# Titanic Dataset: Who Most Likely Survived? 

#### By Cohort B Team 6: (Sylar)Jiajian Guo, Lequn Yu, Qiqi Tang, Scott McCoy, Tiam Moradi

**Project Objective**: Our Goal for the project is to find variables that are correlated or associated with surviving the Accident of the Titanic. In our analysis, we will attempt to develop a machine learning model to capture these relationships and provide complementary visualizations with Tableau.

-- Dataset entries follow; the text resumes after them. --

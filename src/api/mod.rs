pub mod extract;
pub mod handlers;
pub mod routes;
pub mod state;

pub use routes::{cors_layer, create_router};
pub use state::AppState;
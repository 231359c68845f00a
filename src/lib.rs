pub mod api;
pub mod config;
pub mod db;
pub mod error;
pub mod middleware;
pub mod models;
pub mod services;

Link to data source: https://www.openml.org/d/40945

Link to dashboard:  https://public.tableau.com/profile/lequn.yu#!/vizhome/team6bproject/Dashboard1

![d.png](attachment:d.png)

### Preview of the Dataset

In [1]:
%%bigquery
SELECT *
FROM `ba775-team-6b.Project.passengers`
LIMIT 5

Unnamed: 0,pclass,survived,name,sex,age,sibsp,parch,ticket,fare,cabin,embarked,boat,body,home_dest
0,3,0,"Storey, Mr. Thomas",male,60.5,0,0,3701,,,S,,261.0,
1,1,0,"Andrews, Mr. Thomas Jr",male,39.0,0,0,112050,0.0,A36,S,,,"Belfast, NI"
2,1,0,"Chisholm, Mr. Roderick Robert Crispin",male,,0,0,112051,0.0,,S,,,"Liverpool, England / Belfast"
3,1,0,"Fry, Mr. Richard",male,,0,0,112058,0.0,B102,S,,,
4,1,0,"Harrison, Mr. William",male,40.0,0,0,112059,0.0,B94,S,,110.0,


### How many people survived the Titanic shipwreck? 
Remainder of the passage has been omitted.